État du support avant ravalement
Un ravalement durable commence par une analyse complète de la façade : nature du support (enduit ciment, enduit chaux, parpaing, brique, meulière), présence de fissures, zones de cloquage, traces d'humidité ascensionnelle, joints dégradés. Sur le bâti pavillonnaire de l'Essonne, on rencontre fréquemment des enduits projetés des années 60 à 80 qui se carbonatent et se fragilisent en surface.
Selon l'état relevé, je propose un simple nettoyage et mise en peinture, ou une reprise plus complète avec piochage des zones cloquées, traitement des fissures et réfection d'enduit.
Préparation, traitement et finition
Je nettoie la façade par lavage haute pression ou nettoyage chimique selon les salissures, puis je traite les pieds de mur quand des remontées capillaires sont visibles. Les fissures sont ouvertes, dépoussiérées et reprises avec un mortier compatible avec le support. Une couche d'impression assure ensuite l'accroche de la finition.

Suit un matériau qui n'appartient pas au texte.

//! Infrastructure layer for Relaydesk.
//!
//! Contains implementations of the ports defined in `relaydesk-core`:
//! SQLite conversation storage, the Telegram Bot API transport, and the
//! configuration/data-directory loaders.

pub mod config;
pub mod sqlite;
pub mod telegram;
//! Repository trait definitions (ports).
//!
//! These traits define the storage interface that the infrastructure layer
//! (relaydesk-infra) implements. The core crate never depends on any
//! specific storage technology.

pub mod conversation;
//! CLI command definitions for the `relaydesk` binary.
//!
//! `relaydesk run` starts the relay; `clients` and `history` inspect the
//! conversation store offline.

pub mod inspect;

use std::path::PathBuf;

use clap::{Parser, Subcommand};
use clap_complete::Shell;

/// Relay private chat messages between clients and one administrator.
#[derive(Parser)]
#[command(name = "relaydesk", version, about, long_about = None)]
#[command(propagate_version = true)]
pub struct Cli {
    /// Output machine-readable JSON instead of styled text.
    #[arg(long, global = true)]
    pub json: bool,

    /// Suppress all output except errors.
    #[arg(long, global = true)]
    pub quiet: bool,

    /// Detailed output (-v for verbose, -vv for debug/trace).
    #[arg(short, long, action = clap::ArgAction::Count, global = true)]
    pub verbose: u8,

    /// Emit logs as JSON lines.
    #[arg(long, global = true)]
    pub log_json: bool,

    /// Also append logs to this file.
    #[arg(long, global = true, env = "RELAYDESK_LOG_FILE")]
    pub log_file: Option<PathBuf>,

    /// Export spans through OpenTelemetry (stdout exporter).
    #[arg(long, global = true)]
    pub otel: bool,

    /// SQLite database path (defaults to `<data dir>/relaydesk.db`).
    #[arg(long, global = true, env = "RELAYDESK_DATABASE")]
    pub database: Option<PathBuf>,

    #[command(subcommand)]
    pub command: Commands,
}

#[derive(Subcommand)]
pub enum Commands {
    /// Start the relay (long polling until Ctrl+C).
    Run {
        /// Bot API token.
        #[arg(long, env = "BOT_TOKEN", hide_env_values = true)]
        token: String,

        /// Chat id of the administrator.
        #[arg(long, env = "ADMIN_CHAT_ID", allow_hyphen_values = true)]
        admin_chat_id: i64,
    },

    /// List known clients, most recent contact first.
    #[command(alias = "ls")]
    Clients,

    /// Show the conversation history with one client.
    History {
        /// Client id (the client's chat id).
        client_id: i64,

        /// Number of most recent messages to show.
        #[arg(short, long, default_value = "20")]
        count: u32,
    },

    /// Generate shell completions.
    Completions {
        /// Shell to generate completions for.
        shell: Shell,
    },
}
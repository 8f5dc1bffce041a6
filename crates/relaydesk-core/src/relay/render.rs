//! Plain-text rendering of relay results for the administrator chat.

use chrono::{DateTime, Utc};
use relaydesk_types::client::{Client, ClientId};
use relaydesk_types::error::RelayError;
use relaydesk_types::message::{Direction, Message};

use crate::command;

use super::engine::AdminReply;

/// Notification forwarded to the administrator for an inbound message.
pub fn inbound_notice(client: &Client, message: &Message) -> String {
    format!(
        "Message from {}\nID: {}\n\n{}",
        client.display_name, client.id, message.text
    )
}

/// Human-friendly distance between `last` and `now`.
pub fn format_age(last: Option<DateTime<Utc>>, now: DateTime<Utc>) -> String {
    let Some(last) = last else {
        return "never".to_string();
    };

    let secs = (now - last).num_seconds();
    match secs {
        s if s < 60 => "just now".to_string(),
        s if s < 3_600 => format!("{}m ago", s / 60),
        s if s < 86_400 => format!("{}h ago", s / 3_600),
        s => format!("{}d ago", s / 86_400),
    }
}

pub fn client_list(clients: &[Client], total: usize, as_of: DateTime<Utc>) -> String {
    if clients.is_empty() {
        return "No clients yet.".to_string();
    }

    let mut lines = vec!["Clients:".to_string()];
    for client in clients {
        lines.push(format!(
            "• {} (ID: {}) - last contact {}",
            client.display_name,
            client.id,
            format_age(client.last_contact_at, as_of)
        ));
    }
    if total > clients.len() {
        lines.push(format!("...and {} more", total - clients.len()));
    }
    lines.join("\n")
}

pub fn transcript(client_id: ClientId, messages: &[Message]) -> String {
    if messages.is_empty() {
        return format!("History with client {client_id} is empty.");
    }

    let mut lines = vec![format!(
        "History with client {client_id} (last {}):",
        messages.len()
    )];
    for message in messages {
        let author = match message.direction {
            Direction::Inbound => "<< client",
            Direction::Outbound => ">> you",
        };
        lines.push(format!(
            "[{}] {author}: {}",
            message.created_at.format("%Y-%m-%d %H:%M"),
            message.text
        ));
    }
    lines.join("\n")
}

/// Text answering a successfully handled administrator message.
pub fn reply(reply: &AdminReply) -> String {
    match reply {
        AdminReply::Delivered(message) => {
            format!("Message sent to client {}.", message.client_id)
        }
        AdminReply::Clients {
            clients,
            total,
            as_of,
        } => client_list(clients, *total, *as_of),
        AdminReply::Transcript {
            client_id,
            messages,
        } => transcript(*client_id, messages),
        AdminReply::NotACommand => command::usage().to_string(),
    }
}

/// Text telling the administrator why a command did not fully succeed.
pub fn error_notice(error: &RelayError) -> String {
    match error {
        RelayError::UnknownClient(id) => format!("Unknown client {id}. Nothing was sent."),
        RelayError::MalformedCommand(reason) => {
            format!("Malformed command: {reason}\n\n{}", command::usage())
        }
        RelayError::Delivery { message_id, source } => {
            format!("Message #{message_id} was saved but NOT delivered: {source}")
        }
        RelayError::Storage(e) => format!("Storage failure, operation aborted: {e}"),
    }
}
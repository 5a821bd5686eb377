use crate::domain::models::booking::{Booking, BookingStatus};
use chrono::{Datelike, NaiveDate};
use serde::Serialize;
use std::collections::{BTreeMap, HashMap};
use tracing::warn;

const DAILY_WINDOW: usize = 14;
const WEEKLY_WINDOW: usize = 12;
const MONTHLY_WINDOW: usize = 12;

#[derive(Debug, Serialize)]
#[serde(rename_all = "camelCase")]
pub struct Statistics {
    pub summary: Summary,
    pub revenue_share: Vec<ChannelShare>,
    pub trends: Trends,
    pub popularity: Vec<RoomTypePopularity>,
}

#[derive(Debug, Serialize)]
#[serde(rename_all = "camelCase")]
pub struct Summary {
    pub total_revenue: f64,
    pub total_bookings: i64,
    pub total_nights: i64,
    pub average_daily_rate: f64,
}

#[derive(Debug, Serialize)]
#[serde(rename_all = "camelCase")]
pub struct ChannelShare {
    pub channel: String,
    pub revenue: f64,
    pub bookings: i64,
}

#[derive(Debug, Serialize)]
#[serde(rename_all = "camelCase")]
pub struct Trends {
    pub daily: Vec<TrendPoint>,
    pub weekly: Vec<TrendPoint>,
    pub monthly: Vec<TrendPoint>,
}

#[derive(Debug, Serialize)]
#[serde(rename_all = "camelCase")]
pub struct TrendPoint {
    pub period: String,
    pub revenue: f64,
}

#[derive(Debug, Serialize)]
#[serde(rename_all = "camelCase")]
pub struct RoomTypePopularity {
    pub room_type_id: String,
    pub bookings: i64,
    pub revenue: f64,
}

fn tail(buckets: BTreeMap<String, f64>, window: usize) -> Vec<TrendPoint> {
    let skip = buckets.len().saturating_sub(window);
    buckets
        .into_iter()
        .skip(skip)
        .map(|(period, revenue)| TrendPoint { period, revenue })
        .collect()
}

/// Full-scan rollup over every non-cancelled booking. Summary figures are
/// year-to-date; trend series cover the whole history, truncated to trailing
/// windows. A booking whose dates fail to parse is skipped, not fatal.
pub fn compute(bookings: &[Booking], today: NaiveDate) -> Statistics {
    let mut summary = Summary {
        total_revenue: 0.0,
        total_bookings: 0,
        total_nights: 0,
        average_daily_rate: 0.0,
    };
    let mut shares: HashMap<&'static str, (f64, i64)> = HashMap::new();
    let mut daily: BTreeMap<String, f64> = BTreeMap::new();
    let mut weekly: BTreeMap<String, f64> = BTreeMap::new();
    let mut monthly: BTreeMap<String, f64> = BTreeMap::new();
    let mut popularity: HashMap<String, (i64, f64)> = HashMap::new();

    for booking in bookings {
        if booking.status == BookingStatus::Cancelled {
            continue;
        }

        let parsed = NaiveDate::parse_from_str(&booking.check_in, "%Y-%m-%d").and_then(|ci| {
            NaiveDate::parse_from_str(&booking.check_out, "%Y-%m-%d").map(|co| (ci, co))
        });
        let (check_in, check_out) = match parsed {
            Ok(dates) => dates,
            Err(_) => {
                warn!(
                    booking_id = %booking.id,
                    "Skipping booking with unparseable dates in statistics"
                );
                continue;
            }
        };

        let revenue = booking.amount.unwrap_or(0.0);
        let nights = (check_out - check_in).num_days().max(0);

        if check_in.year() == today.year() {
            summary.total_revenue += revenue;
            summary.total_bookings += 1;
            summary.total_nights += nights;
        }

        let entry = shares.entry(booking.source.as_str()).or_insert((0.0, 0));
        entry.0 += revenue;
        entry.1 += 1;

        *daily.entry(check_in.format("%Y-%m-%d").to_string()).or_default() += revenue;
        let iso = check_in.iso_week();
        *weekly
            .entry(format!("{}-W{:02}", iso.year(), iso.week()))
            .or_default() += revenue;
        *monthly.entry(check_in.format("%Y-%m").to_string()).or_default() += revenue;

        let pop = popularity.entry(booking.room_type_id.clone()).or_insert((0, 0.0));
        pop.0 += 1;
        pop.1 += revenue;
    }

    if summary.total_nights > 0 {
        summary.average_daily_rate = summary.total_revenue / summary.total_nights as f64;
    }

    let mut revenue_share: Vec<ChannelShare> = shares
        .into_iter()
        .map(|(channel, (revenue, bookings))| ChannelShare {
            channel: channel.to_string(),
            revenue,
            bookings,
        })
        .collect();
    revenue_share.sort_by(|a, b| b.revenue.total_cmp(&a.revenue));

    let mut popularity: Vec<RoomTypePopularity> = popularity
        .into_iter()
        .map(|(room_type_id, (bookings, revenue))| RoomTypePopularity {
            room_type_id,
            bookings,
            revenue,
        })
        .collect();
    popularity.sort_by(|a, b| b.bookings.cmp(&a.bookings).then(a.room_type_id.cmp(&b.room_type_id)));

    Statistics {
        summary,
        revenue_share,
        trends: Trends {
            daily: tail(daily, DAILY_WINDOW),
            weekly: tail(weekly, WEEKLY_WINDOW),
            monthly: tail(monthly, MONTHLY_WINDOW),
        },
        popularity,
    }
}
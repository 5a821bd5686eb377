use crate::domain::{models::room_type::RoomType, ports::RoomTypeRepository};
use crate::error::AppError;
use crate::infra::repositories::memory_store::MemoryStore;
use async_trait::async_trait;
use std::sync::Arc;

pub struct MemoryRoomTypeRepo {
    store: Arc<MemoryStore>,
}

impl MemoryRoomTypeRepo {
    pub fn new(store: Arc<MemoryStore>) -> Self {
        Self { store }
    }
}

#[async_trait]
impl RoomTypeRepository for MemoryRoomTypeRepo {
    async fn create(&self, room_type: &RoomType) -> Result<RoomType, AppError> {
        let mut room_types = self.store.room_types.lock().unwrap();
        if room_types.iter().any(|rt| rt.id == room_type.id) {
            return Err(AppError::Conflict("Resource already exists (duplicate entry)".into()));
        }
        room_types.push(room_type.clone());
        Ok(room_type.clone())
    }

    async fn find_by_id(&self, id: &str) -> Result<Option<RoomType>, AppError> {
        Ok(self.store.room_types.lock().unwrap().iter().find(|rt| rt.id == id).cloned())
    }

    async fn list(&self) -> Result<Vec<RoomType>, AppError> {
        let mut all = self.store.room_types.lock().unwrap().clone();
        all.sort_by(|a, b| b.base_price.total_cmp(&a.base_price));
        Ok(all)
    }

    async fn update(&self, room_type: &RoomType) -> Result<RoomType, AppError> {
        let mut room_types = self.store.room_types.lock().unwrap();
        let slot = room_types
            .iter_mut()
            .find(|rt| rt.id == room_type.id)
            .ok_or_else(|| AppError::NotFound("Room type not found".into()))?;
        *slot = room_type.clone();
        Ok(room_type.clone())
    }

    async fn delete(&self, id: &str) -> Result<(), AppError> {
        let mut room_types = self.store.room_types.lock().unwrap();
        let before = room_types.len();
        room_types.retain(|rt| rt.id != id);
        if room_types.len() == before {
            return Err(AppError::NotFound("Room type not found".into()));
        }
        Ok(())
    }
}
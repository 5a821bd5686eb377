use serde::{Deserialize, Serialize};

/// Property-wide configuration. A single row with id = "default"; mutated by
/// the settings endpoint and by checkout (invoice counter).
#[derive(Debug, Serialize, Deserialize, Clone)]
#[serde(rename_all = "camelCase")]
pub struct PropertySettings {
    pub id: String,
    pub name: String,
    pub address: String,
    pub phone: Option<String>,
    pub email: Option<String>,
    pub gst_number: Option<String>,
    pub gst_rate: f64,
    /// Time-of-day cutoffs, "HH:MM" on the property-local clock.
    pub checkin_time: String,
    pub checkout_time: String,
    pub timezone: String,
    pub razorpay_key_id: Option<String>,
    pub razorpay_key_secret: Option<String>,
    /// Persistent invoice counter. Never reset, not even across years;
    /// issued numbers may be referenced externally.
    pub invoice_seq: i64,
    #[serde(default)]
    pub loyalty_tiers: Vec<LoyaltyTier>,
}

#[derive(Debug, Serialize, Deserialize, Clone)]
#[serde(rename_all = "camelCase")]
pub struct LoyaltyTier {
    pub name: String,
    pub min_stays: i32,
    pub discount_percent: f64,
}
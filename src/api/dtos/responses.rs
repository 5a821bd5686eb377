use crate::domain::models::booking::Booking;
use serde::Serialize;

#[derive(Serialize)]
#[serde(rename_all = "camelCase")]
pub struct TransferResponse {
    pub original: Booking,
    /// Present only for a mid-stay split.
    pub transferred: Option<Booking>,
}

#[derive(Serialize)]
#[serde(rename_all = "camelCase")]
pub struct CheckoutResponse {
    pub booking: Booking,
    pub invoice_number: String,
    pub invoice_path: String,
    pub receipt_path: Option<String>,
}

#[derive(Serialize)]
#[serde(rename_all = "camelCase")]
pub struct OrderResponse {
    pub order_id: String,
    pub amount: f64,
    pub currency: String,
    pub key_id: String,
}

#[derive(Serialize)]
#[serde(rename_all = "camelCase")]
pub struct QuoteResponse {
    pub room_type_id: String,
    pub date: String,
    pub base_price: f64,
    pub price: f64,
    pub applied_rule: Option<String>,
}
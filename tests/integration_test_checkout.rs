mod common;

use axum::{
    body::Body,
    http::{Request, StatusCode},
};
use chrono::{Datelike, Duration, Utc};
use common::TestApp;
use serde_json::{Value, json};
use tower::ServiceExt;

async fn parse_body(response: axum::response::Response) -> Value {
    let bytes = axum::body::to_bytes(response.into_body(), usize::MAX).await.unwrap();
    serde_json::from_slice(&bytes).unwrap()
}

/// Stay dates computed on the property clock (Asia/Kolkata by default).
fn property_today() -> chrono::NaiveDate {
    Utc::now().with_timezone(&chrono_tz::Asia::Kolkata).date_naive()
}

async fn seed_room_type(app: &TestApp) {
    app.router.clone().oneshot(
        Request::builder().method("POST").uri("/api/room-types")
            .header("Content-Type", "application/json")
            .body(Body::from(json!({
                "id": "rt-1", "name": "Double Bed Room", "totalCapacity": 10,
                "basePrice": 2800.0, "floorPrice": 1800.0, "ceilingPrice": 5000.0,
                "baseOccupancy": 2, "roomNumbers": ["101", "102"]
            }).to_string())).unwrap()
    ).await.unwrap();
}

async fn set_checkout_time(app: &TestApp, cutoff: &str) {
    let res = app.router.clone().oneshot(
        Request::builder().method("PUT").uri("/api/settings")
            .header("Content-Type", "application/json")
            .body(Body::from(json!({ "checkoutTime": cutoff }).to_string())).unwrap()
    ).await.unwrap();
    assert_eq!(res.status(), StatusCode::OK);
}

async fn create_booking(app: &TestApp, payload: Value) -> Value {
    let res = app.router.clone().oneshot(
        Request::builder().method("POST").uri("/api/bookings")
            .header("Content-Type", "application/json")
            .body(Body::from(payload.to_string())).unwrap()
    ).await.unwrap();
    assert_eq!(res.status(), StatusCode::OK);
    parse_body(res).await
}

async fn checkout(app: &TestApp, booking_id: &str) -> (StatusCode, Value) {
    let res = app.router.clone().oneshot(
        Request::builder().method("POST").uri(format!("/api/bookings/{}/checkout", booking_id))
            .body(Body::empty()).unwrap()
    ).await.unwrap();
    let status = res.status();
    (status, parse_body(res).await)
}

fn two_night_stay_ending_today(room: &str) -> Value {
    let today = property_today();
    json!({
        "roomTypeId": "rt-1", "roomNumber": room, "guestName": "Asha Rao",
        "source": "Direct", "status": "CheckedIn",
        "checkIn": (today - Duration::days(2)).format("%Y-%m-%d").to_string(),
        "checkOut": today.format("%Y-%m-%d").to_string(),
        "amount": 2000.0
    })
}

#[tokio::test]
async fn test_on_time_checkout_keeps_amount_and_dates() {
    let app = TestApp::new().await;
    seed_room_type(&app).await;
    set_checkout_time(&app, "23:59").await;

    let today = property_today();
    let booking = create_booking(&app, two_night_stay_ending_today("101")).await;
    let (status, body) = checkout(&app, booking["id"].as_str().unwrap()).await;

    assert_eq!(status, StatusCode::OK);
    assert_eq!(body["booking"]["amount"], 2000.0);
    assert_eq!(body["booking"]["checkOut"], today.format("%Y-%m-%d").to_string());
    assert_eq!(body["booking"]["status"], "CheckedOut");
    assert_eq!(body["booking"]["isSettled"], true);
    assert_eq!(body["invoiceNumber"], format!("INV-{}-0001", today.year()));
    assert_eq!(body["booking"]["invoiceNumber"], body["invoiceNumber"]);
}

#[tokio::test]
async fn test_late_checkout_adds_a_night_and_rescales() {
    let app = TestApp::new().await;
    seed_room_type(&app).await;
    // midnight cutoff: any real-world checkout time counts as late
    set_checkout_time(&app, "00:00").await;

    let today = property_today();
    let booking = create_booking(&app, two_night_stay_ending_today("101")).await;
    let (status, body) = checkout(&app, booking["id"].as_str().unwrap()).await;

    assert_eq!(status, StatusCode::OK);
    // the 2-night 2000 stay becomes 3 nights, 3000
    assert_eq!(body["booking"]["amount"], 3000.0);
    assert_eq!(
        body["booking"]["checkOut"],
        (today + Duration::days(1)).format("%Y-%m-%d").to_string()
    );
}

#[tokio::test]
async fn test_invoice_numbers_increase_across_checkouts() {
    let app = TestApp::new().await;
    seed_room_type(&app).await;
    set_checkout_time(&app, "23:59").await;

    let today = property_today();
    let first = create_booking(&app, two_night_stay_ending_today("101")).await;
    let second = create_booking(&app, two_night_stay_ending_today("102")).await;

    let (_, body1) = checkout(&app, first["id"].as_str().unwrap()).await;
    let (_, body2) = checkout(&app, second["id"].as_str().unwrap()).await;

    assert_eq!(body1["invoiceNumber"], format!("INV-{}-0001", today.year()));
    assert_eq!(body2["invoiceNumber"], format!("INV-{}-0002", today.year()));

    let res = app.router.clone().oneshot(
        Request::builder().method("GET").uri("/api/settings").body(Body::empty()).unwrap()
    ).await.unwrap();
    let settings = parse_body(res).await;
    assert_eq!(settings["invoiceSeq"], 2);
}

#[tokio::test]
async fn test_checkout_settles_unpaid_folio_items() {
    let app = TestApp::new().await;
    seed_room_type(&app).await;
    set_checkout_time(&app, "23:59").await;

    let mut payload = two_night_stay_ending_today("101");
    payload["folio"] = json!([
        { "id": "f-1", "description": "Dinner", "amount": 450.0, "category": "F&B",
          "timestamp": "2030-01-10T20:00:00Z" },
        { "id": "f-2", "description": "Laundry", "amount": 150.0, "category": "Laundry",
          "timestamp": "2030-01-10T21:00:00Z", "isPaid": true, "paymentMethod": "Cash" }
    ]);
    let booking = create_booking(&app, payload).await;
    let (status, body) = checkout(&app, booking["id"].as_str().unwrap()).await;

    assert_eq!(status, StatusCode::OK);
    let folio = body["booking"]["folio"].as_array().unwrap();
    assert!(folio.iter().all(|i| i["isPaid"] == true));
    assert_eq!(folio[0]["paymentMethod"], "Settled");
    // the pre-paid line keeps its original method
    assert_eq!(folio[1]["paymentMethod"], "Cash");
    // money changed hands before settlement, so a receipt is rendered
    assert!(body["receiptPath"].as_str().is_some());
}

#[tokio::test]
async fn test_checkout_without_prior_payments_skips_receipt() {
    let app = TestApp::new().await;
    seed_room_type(&app).await;
    set_checkout_time(&app, "23:59").await;

    let booking = create_booking(&app, two_night_stay_ending_today("101")).await;
    let (status, body) = checkout(&app, booking["id"].as_str().unwrap()).await;

    assert_eq!(status, StatusCode::OK);
    assert!(body["receiptPath"].is_null());
    assert!(body["invoicePath"].as_str().is_some());
}

#[tokio::test]
async fn test_double_checkout_is_rejected() {
    let app = TestApp::new().await;
    seed_room_type(&app).await;
    set_checkout_time(&app, "23:59").await;

    let booking = create_booking(&app, two_night_stay_ending_today("101")).await;
    let id = booking["id"].as_str().unwrap();

    let (first, _) = checkout(&app, id).await;
    assert_eq!(first, StatusCode::OK);
    let (second, _) = checkout(&app, id).await;
    assert_eq!(second, StatusCode::CONFLICT);
}

#[tokio::test]
async fn test_pdf_failure_rolls_back_the_checkout() {
    let app = TestApp::with_failing_documents().await;
    seed_room_type(&app).await;
    set_checkout_time(&app, "23:59").await;

    let booking = create_booking(&app, two_night_stay_ending_today("101")).await;
    let id = booking["id"].as_str().unwrap();

    let (status, _) = checkout(&app, id).await;
    assert_eq!(status, StatusCode::BAD_GATEWAY);

    // booking must be untouched and the counter unconsumed
    let res = app.router.clone().oneshot(
        Request::builder().method("GET").uri(format!("/api/bookings/{}", id))
            .body(Body::empty()).unwrap()
    ).await.unwrap();
    let body = parse_body(res).await;
    assert_eq!(body["status"], "CheckedIn");
    assert_eq!(body["isSettled"], false);
    assert!(body["invoiceNumber"].is_null());

    let res = app.router.clone().oneshot(
        Request::builder().method("GET").uri("/api/settings").body(Body::empty()).unwrap()
    ).await.unwrap();
    assert_eq!(parse_body(res).await["invoiceSeq"], 0);
}

#[tokio::test]
async fn test_checkout_unknown_booking_is_not_found() {
    let app = TestApp::new().await;
    let (status, _) = checkout(&app, "no-such-id").await;
    assert_eq!(status, StatusCode::NOT_FOUND);
}

#[tokio::test]
async fn test_checkout_with_unparseable_dates_is_rejected() {
    let app = TestApp::new().await;
    seed_room_type(&app).await;

    let booking = create_booking(&app, json!({
        "roomTypeId": "rt-1", "roomNumber": "101", "guestName": "Asha Rao",
        "source": "Direct", "checkIn": "not-a-date", "checkOut": "also-junk",
        "amount": 2000.0
    })).await;

    let (status, _) = checkout(&app, booking["id"].as_str().unwrap()).await;
    assert_eq!(status, StatusCode::BAD_REQUEST);
}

La finition est choisie avec vous : peinture pliolite, peinture siloxane, revêtement semi-épais (RSE) ou enduit décoratif. Pour les façades exposées au nord ou ombragées par la végétation, je privilégie des produits formulés contre le développement des micro-organismes.
Coordination avec les autres travaux extérieurs
Un ravalement est l'occasion de revoir la zinguerie, les descentes d'eau pluviale et les bandeaux. Je peux intervenir sur l'ensemble du chantier pour éviter de faire revenir plusieurs corps de métier : reprise des descentes en zinc ou aluminium, remplacement des dauphins en fonte, peinture des appuis de fenêtre. Le chantier reste cohérent et le rendu final, homogène.